Since our SmartCameras application was designed to work with driver 390.87 + CUDA to launch in the docker container,
we deployed the application, driver and modules CUDA and CUDDN to the docker container based on Ubuntu 16.04:

## FROM DOCKERFILE
## NVIDIA driver
RUN add-apt-repository ppa:graphics-drivers \
    && apt-get update -y\
    && DEBIAN_FRONTEND=noninteractive apt-get install nvidia-390 -yq \
    && DEBIAN_FRONTEND=interactive apt-mark hold nvidia-390 \
    && rm -rf /var/lib/apt/lists/*

## CUDA
COPY cuda/*.deb /opt/
RUN dpkg -i /opt/cuda-repo-ubuntu1604-9-1-local_9.1.85-1_amd64.deb \
    && apt-key add /var/cuda-repo-9-1-local/7fa2af80.pub \
    && apt-get update -y\
    && apt-get install cuda -y \
    && rm -f /opt/cuda-repo-ubuntu1604* \
    && rm -rf /var/lib/apt/lists/*
ENV LD_LIBRARY_PATH /usr/local/cuda/lib64${LD_LIBRARY_PATH:+:${LD_LIBRARY_PATH}}
## export PATH=/usr/local/cuda/bin${PATH:+:${PATH}}
## export LD_LIBRARY_PATH=/usr/local/cuda/lib64${LD_LIBRARY_PATH:+:${LD_LIBRARY_PATH}}

## CUDNN
COPY cudnn/*.deb /opt/
RUN dpkg -i /opt/libcudnn7_7.0.5.15-1+cuda9.1_amd64.deb \
    && dpkg -i /opt/libcudnn7-dev_7.0.5.15-1+cuda9.1_amd64.deb \
    && cp /usr/include/cudnn.h /usr/lib/x86_64-linux-gnu/ \
    && rm -f /opt/libcudnn*.deb

And on the host machine under the control of Ubuntu 16.04, we install only Nvidia Driver 390.87. This scheme works fine, but only under the control of Ubuntu 16.04 + Nvidia driver 390.87.

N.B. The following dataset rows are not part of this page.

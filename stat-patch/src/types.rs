//! Core types for the stat patch generator
//!
//! This module defines the record the generator consumes and the error type
//! shared by the whole library. Entries are plain immutable data - the
//! generator never changes them and never checks them against a target file.

use serde::{Deserialize, Serialize};
use std::fmt;

/// Result type for generator operations
pub type Result<T> = std::result::Result<T, PatchError>;

/// One named pair of array bodies destined for manual text substitution
///
/// `old_fragment` is the tail of an existing array literal as it appears in the
/// target file; `new_fragment` holds the elements to append after it.
#[derive(Debug, Clone, PartialEq, Eq, Hash, Serialize, Deserialize)]
pub struct ReplacementEntry {
    /// Name of the targeted array (e.g. `ENHANCED_BOUNCE`)
    pub name: String,
    /// Existing partial array body, reproduced verbatim
    pub old_fragment: String,
    /// Elements to append after the existing body
    pub new_fragment: String,
}

impl ReplacementEntry {
    /// Create a new entry
    pub fn new(
        name: impl Into<String>,
        old_fragment: impl Into<String>,
        new_fragment: impl Into<String>,
    ) -> Self {
        Self {
            name: name.into(),
            old_fragment: old_fragment.into(),
            new_fragment: new_fragment.into(),
        }
    }

    /// Number of comma-separated elements in the new fragment
    pub fn new_element_count(&self) -> usize {
        count_elements(&self.new_fragment)
    }

    /// Number of comma-separated elements in the old fragment
    pub fn old_element_count(&self) -> usize {
        count_elements(&self.old_fragment)
    }
}

impl fmt::Display for ReplacementEntry {
    fn fmt(&self, f: &mut fmt::Formatter<'_>) -> fmt::Result {
        write!(f, "{} (+{})", self.name, self.new_element_count())
    }
}

fn count_elements(fragment: &str) -> usize {
    fragment
        .split(',')
        .filter(|element| !element.trim().is_empty())
        .count()
}

/// Errors that can occur while building tables or writing output
#[derive(Debug, thiserror::Error)]
pub enum PatchError {
    #[error("Duplicate entry name: {0}")]
    DuplicateEntry(String),

    #[error("Entry not found: {0}")]
    EntryNotFound(String),

    #[error("Invalid entry: {0}")]
    InvalidEntry(String),

    #[error("Serialization error: {0}")]
    Serialization(String),

    #[error("IO error: {0}")]
    Io(#[from] std::io::Error),
}

impl From<serde_json::Error> for PatchError {
    fn from(err: serde_json::Error) -> Self {
        PatchError::Serialization(err.to_string())
    }
}
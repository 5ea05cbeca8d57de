//! Main generator API
//!
//! The Generator walks an entry table in order and renders each entry with the
//! configured format. Blocks are produced lazily; nothing is buffered beyond
//! the block currently being written.

use crate::config::GeneratorConfig;
use crate::formats::{self, BlockFormat};
use crate::table::EntryTable;
use crate::types::{ReplacementEntry, Result};
use std::io::Write;

/// The main generator struct - entry point for all rendering
pub struct Generator {
    config: GeneratorConfig,
    format: Box<dyn BlockFormat>,
}

impl Generator {
    /// Create a new generator for the given configuration
    pub fn new(config: GeneratorConfig) -> Self {
        let format = formats::for_format(config.format);
        Self { config, format }
    }

    pub fn config(&self) -> &GeneratorConfig {
        &self.config
    }

    /// Document header, emitted once before the first block
    pub fn header(&self) -> String {
        self.format.header(&self.config)
    }

    /// Document footer, emitted once after the last block
    pub fn footer(&self) -> String {
        self.format.footer(&self.config)
    }

    /// Render a single entry
    pub fn block(&self, entry: &ReplacementEntry) -> Result<String> {
        self.format.block(entry, &self.config)
    }

    /// Lazily render every entry of `table`, in table order
    ///
    /// # Example
    /// ```
    /// use stat_patch::{EntryTable, Generator};
    ///
    /// let generator = Generator::default();
    /// let table = EntryTable::builtin();
    /// let first = generator.blocks(&table).next().unwrap().unwrap();
    /// assert!(first.starts_with("// For ENHANCED_BOUNCE:"));
    /// ```
    pub fn blocks<'a>(
        &'a self,
        table: &'a EntryTable,
    ) -> impl Iterator<Item = Result<String>> + 'a {
        table.iter().map(move |entry| {
            log::trace!("Rendering block for {}", entry);
            self.block(entry)
        })
    }

    /// Render header, all blocks and footer into one string
    pub fn render(&self, table: &EntryTable) -> Result<String> {
        let mut output = self.header();
        for block in self.blocks(table) {
            output.push_str(&block?);
        }
        output.push_str(&self.footer());
        Ok(output)
    }

    /// Stream header, blocks and footer into `writer`
    ///
    /// Returns the number of blocks written. Write failures propagate as
    /// `PatchError::Io` and stop the run.
    pub fn write_to<W: Write>(&self, table: &EntryTable, writer: &mut W) -> Result<usize> {
        log::debug!(
            "Generating {} blocks ({} format) for {}",
            table.len(),
            self.config.format,
            self.config.target_file
        );

        writer.write_all(self.header().as_bytes())?;

        let mut written = 0;
        for block in self.blocks(table) {
            writer.write_all(block?.as_bytes())?;
            written += 1;
        }

        writer.write_all(self.footer().as_bytes())?;
        writer.flush()?;

        log::debug!("Wrote {} blocks", written);
        Ok(written)
    }
}

impl Default for Generator {
    fn default() -> Self {
        Self::new(GeneratorConfig::default())
    }
}

#[cfg(test)]
mod tests {
    use super::*;
    use crate::config::OutputFormat;

    #[test]
    fn test_generator_creation() {
        let generator = Generator::default();
        assert_eq!(generator.config().format, OutputFormat::Replacement);
        assert_eq!(
            generator.header(),
            "=== Replacement patterns for EnhancedStatList.java ===\n\n"
        );
    }

    #[test]
    fn test_blocks_follow_table_order() {
        let generator = Generator::default();
        let table = EntryTable::builtin();

        let blocks: Vec<String> = generator.blocks(&table).collect::<Result<_>>().unwrap();
        assert_eq!(blocks.len(), 17);
        for (block, entry) in blocks.iter().zip(table.iter()) {
            let header_line = format!("// For {}:", entry.name);
            assert!(block.starts_with(&header_line));
        }
    }

    #[test]
    fn test_write_to_matches_render() {
        let generator = Generator::default();
        let table = EntryTable::builtin();

        let mut buffer = Vec::new();
        let written = generator.write_to(&table, &mut buffer).unwrap();

        assert_eq!(written, 17);
        assert_eq!(String::from_utf8(buffer).unwrap(), generator.render(&table).unwrap());
    }

    #[test]
    fn test_empty_table_renders_header_only() {
        let generator = Generator::default();
        let table = EntryTable::from_entries(Vec::new()).unwrap();

        assert_eq!(generator.render(&table).unwrap(), generator.header());
    }

    #[test]
    fn test_write_error_propagates() {
        struct FailingWriter;

        impl Write for FailingWriter {
            fn write(&mut self, _buf: &[u8]) -> std::io::Result<usize> {
                Err(std::io::Error::new(std::io::ErrorKind::BrokenPipe, "closed"))
            }

            fn flush(&mut self) -> std::io::Result<()> {
                Ok(())
            }
        }

        let generator = Generator::default();
        let result = generator.write_to(&EntryTable::builtin(), &mut FailingWriter);
        assert!(matches!(result, Err(crate::types::PatchError::Io(_))));
    }
}
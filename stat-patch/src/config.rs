//! Generator configuration types
//!
//! Every field has a default, and the defaults reproduce the replacement
//! patterns for `EnhancedStatList.java` byte for byte. The application layer
//! may override them from a config file or the command line.

use serde::{Deserialize, Serialize};
use std::fmt;
use std::str::FromStr;

/// Output format for generated blocks
#[derive(Debug, Clone, Copy, Default, PartialEq, Eq, Serialize, Deserialize)]
#[serde(rename_all = "lowercase")]
pub enum OutputFormat {
    /// Before/after snippets ready to paste over the array tails
    #[default]
    Replacement,
    /// One `NAME (add): values` line per entry
    Summary,
    /// JSON Lines, one object per entry
    Json,
}

impl fmt::Display for OutputFormat {
    fn fmt(&self, f: &mut fmt::Formatter<'_>) -> fmt::Result {
        match self {
            OutputFormat::Replacement => write!(f, "replacement"),
            OutputFormat::Summary => write!(f, "summary"),
            OutputFormat::Json => write!(f, "json"),
        }
    }
}

impl FromStr for OutputFormat {
    type Err = String;

    fn from_str(s: &str) -> std::result::Result<Self, Self::Err> {
        match s.to_ascii_lowercase().as_str() {
            "replacement" => Ok(OutputFormat::Replacement),
            "summary" => Ok(OutputFormat::Summary),
            "json" => Ok(OutputFormat::Json),
            other => Err(format!("unknown output format: {other}")),
        }
    }
}

/// Configuration for the generator
#[derive(Debug, Clone, PartialEq, Eq, Serialize, Deserialize)]
#[serde(default)]
pub struct GeneratorConfig {
    /// Output format
    pub format: OutputFormat,

    /// File the snippets are meant for (shown in headers)
    pub target_file: String,

    /// Comment line preceding the existing values
    pub existing_comment: String,

    /// Comment line preceding the appended values
    pub appended_comment: String,

    /// Spaces before comment and value lines
    pub body_indent: usize,

    /// Spaces before the closing `};`
    pub closing_indent: usize,
}

impl Default for GeneratorConfig {
    fn default() -> Self {
        Self {
            format: OutputFormat::default(),
            target_file: "EnhancedStatList.java".to_string(),
            existing_comment: "// Professional racers".to_string(),
            appended_comment: "// Final 5 elite cars".to_string(),
            body_indent: 8,
            closing_indent: 4,
        }
    }
}

impl GeneratorConfig {
    /// Create a new generator configuration with default settings
    pub fn new() -> Self {
        Self::default()
    }

    /// Builder method: set the output format
    pub fn with_format(mut self, format: OutputFormat) -> Self {
        self.format = format;
        self
    }

    /// Builder method: set the target file name
    pub fn with_target_file(mut self, target_file: impl Into<String>) -> Self {
        self.target_file = target_file.into();
        self
    }

    /// Builder method: set both section comments
    pub fn with_comments(
        mut self,
        existing_comment: impl Into<String>,
        appended_comment: impl Into<String>,
    ) -> Self {
        self.existing_comment = existing_comment.into();
        self.appended_comment = appended_comment.into();
        self
    }

    /// Builder method: set body and closing indentation
    pub fn with_indent(mut self, body_indent: usize, closing_indent: usize) -> Self {
        self.body_indent = body_indent;
        self.closing_indent = closing_indent;
        self
    }

    pub(crate) fn body_pad(&self) -> String {
        " ".repeat(self.body_indent)
    }

    pub(crate) fn closing_pad(&self) -> String {
        " ".repeat(self.closing_indent)
    }
}
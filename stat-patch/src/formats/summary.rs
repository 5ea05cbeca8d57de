//! Compact "values to add" listing

use super::BlockFormat;
use crate::config::GeneratorConfig;
use crate::types::{ReplacementEntry, Result};

/// One `NAME (add): values` line per entry, framed by a short note
#[derive(Debug, Clone, Copy, Default)]
pub struct SummaryFormat;

impl BlockFormat for SummaryFormat {
    fn header(&self, config: &GeneratorConfig) -> String {
        format!(
            "=== Missing Stats for Final 5 Elite Cars ===\n\
             Add these values to the respective arrays in {}:\n\n",
            config.target_file
        )
    }

    fn block(&self, entry: &ReplacementEntry, _config: &GeneratorConfig) -> Result<String> {
        Ok(format!("{} (add): {}\n", entry.name, entry.new_fragment))
    }

    fn footer(&self, _config: &GeneratorConfig) -> String {
        "\nThese values maintain the elite car theme with high performance across all categories.\n"
            .to_string()
    }
}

But - if the host machine is RedHat7 + Nvidia driver 390.87, when the application are running in the docker container - we get an error, as if the system CUDA is not available on the host machine, or the driver Nvidia is not installed or not available.

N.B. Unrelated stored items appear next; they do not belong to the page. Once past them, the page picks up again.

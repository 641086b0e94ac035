//! Idle waiting and shutdown coordination.

use crate::error::Result;

use super::ChapterDownloader;

impl ChapterDownloader {
    /// Whether the queue is empty and no worker is running
    pub fn is_idle(&self) -> bool {
        let state = self.lock_scheduler();
        state.queue.is_empty() && state.active_workers == 0
    }

    /// Whether new jobs are accepted
    pub fn is_accepting(&self) -> bool {
        self.accepting_new.load(std::sync::atomic::Ordering::SeqCst)
    }

    /// Wait until the queue is empty and every worker has finished
    pub async fn wait_idle(&self) {
        loop {
            let notified = self.idle.notified();
            tokio::pin!(notified);
            // Register before checking so a completion in between is not missed
            notified.as_mut().enable();

            if self.is_idle() {
                return;
            }
            notified.await;
        }
    }

    /// Gracefully shut down the downloader
    ///
    /// Stops accepting new jobs, then waits for queued and running jobs to
    /// finish. In-flight jobs are never cancelled; each one ends by
    /// completing, failing, or reaching its readiness deadline.
    pub async fn shutdown(&self) -> Result<()> {
        tracing::info!("Initiating graceful shutdown");

        self.accepting_new
            .store(false, std::sync::atomic::Ordering::SeqCst);
        tracing::info!("Stopped accepting new jobs");

        let stats = self.stats();
        tracing::info!(
            queued = stats.queued,
            active = stats.active,
            "Waiting for remaining jobs"
        );
        self.wait_idle().await;

        tracing::info!("Graceful shutdown complete");
        Ok(())
    }
}
use super::*;

#[tokio::test]
async fn test_wait_idle_returns_immediately_when_nothing_queued() {
    let h = create_test_downloader(test_settings());

    assert!(h.downloader.is_idle());
    tokio::time::timeout(Duration::from_secs(1), h.downloader.wait_idle())
        .await
        .unwrap();
}

#[tokio::test(start_paused = true)]
async fn test_shutdown_drains_in_flight_and_queued_jobs() {
    let settings = Settings {
        concurrency_limit: 1,
        ..test_settings()
    };
    let h = create_test_downloader(settings);

    let handles = h
        .downloader
        .enqueue(vec![job("a"), job("b")])
        .unwrap();

    h.downloader.shutdown().await.unwrap();

    assert!(h.downloader.is_idle());
    assert!(!h.downloader.is_accepting());
    assert_eq!(h.contexts.open_order(), vec!["a", "b"]);
    for handle in handles {
        assert!(handle.outcome().await.is_completed());
    }
}

#[tokio::test(start_paused = true)]
async fn test_requests_after_shutdown_are_rejected() {
    let h = create_test_downloader(test_settings());
    h.downloader.shutdown().await.unwrap();

    assert!(matches!(
        h.downloader.enqueue(vec![job("late")]),
        Err(Error::ShuttingDown)
    ));
    assert!(matches!(
        h.downloader.enqueue_reported(job("late")),
        Err(Error::ShuttingDown)
    ));

    let url = url::Url::parse("https://cdn.example/late.jpg").unwrap();
    let err = h
        .downloader
        .queue_single_asset(
            crate::types::AssetData::Location(url),
            PathBuf::from("late.jpg"),
        )
        .await
        .unwrap_err();
    assert!(matches!(err, Error::ShuttingDown));
    assert_eq!(h.fetcher.requests.load(std::sync::atomic::Ordering::SeqCst), 0);
}

#[test]
fn test_dispatch_without_runtime_leaves_jobs_queued() {
    let h = create_test_downloader(test_settings());

    h.downloader.enqueue(vec![job("a")]).unwrap();

    assert_eq!(h.downloader.stats().queued, 1);
    assert!(!h.downloader.is_idle());
}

I attached a part of the Dockerfile with the installation of the driver and modules Cuda and Cudnn into the docker image.
And also attached printscreens of the nvidia-smi output from the host machine and from the docker container, which show that the driver is visible in both cases.

Output of the SmartCameras with error:

2018-10-26 19:58:57,270 ERROR FaceDetectorProcess PID 398: Traceback (most recent call last):
File “/usr/local/lib/python3.5/dist-packages/mxnet/symbol/symbol.py”, line 1512, in simple_bind
ctypes.byref(exe_handle)))
File “/usr/local/lib/python3.5/dist-packages/mxnet/base.py”, line 146, in check_call
raise MXNetError(py_str(_LIB.MXGetLastError()))
mxnet.base.MXNetError: [19:58:57] src/storage/storage.cc:114: Check failed: e == cudaSuccess || e == cudaErrorCudartUnloading CUDA: unknown error

Stack trace returned 10 entries:
[bt] (0) /usr/local/lib/python3.5/dist-packages/mxnet/libmxnet.so(+0x276938) [0x7f6029e8d938]
[bt] (1) /usr/local/lib/python3.5/dist-packages/mxnet/libmxnet.so(+0x276d48) [0x7f6029e8dd48]
[bt] (2) /usr/local/lib/python3.5/dist-packages/mxnet/libmxnet.so(+0x28bbfa6) [0x7f602c4d2fa6]
[bt] (3) /usr/local/lib/python3.5/dist-packages/mxnet/libmxnet.so(+0x28bec32) [0x7f602c4d5c32]
[bt] (4) /usr/local/lib/python3.5/dist-packages/mxnet/libmxnet.so(+0x28bf022) [0x7f602c4d6022]
[bt] (5) /usr/local/lib/python3.5/dist-packages/mxnet/libmxnet.so(+0x2396be1) [0x7f602bfadbe1]
[bt] (6) /usr/local/lib/python3.5/dist-packages/mxnet/libmxnet.so(+0x241fbe3) [0x7f602c036be3]
[bt] (7) /usr/local/lib/python3.5/dist-packages/mxnet/libmxnet.so(+0x2420bfc) [0x7f602c037bfc]
[bt] (8) /usr/local/lib/python3.5/dist-packages/mxnet/libmxnet.so(+0x2425420) [0x7f602c03c420]
[bt] (9) /usr/local/lib/python3.5/dist-packages/mxnet/libmxnet.so(+0x242ff8a) [0x7f602c046f8a]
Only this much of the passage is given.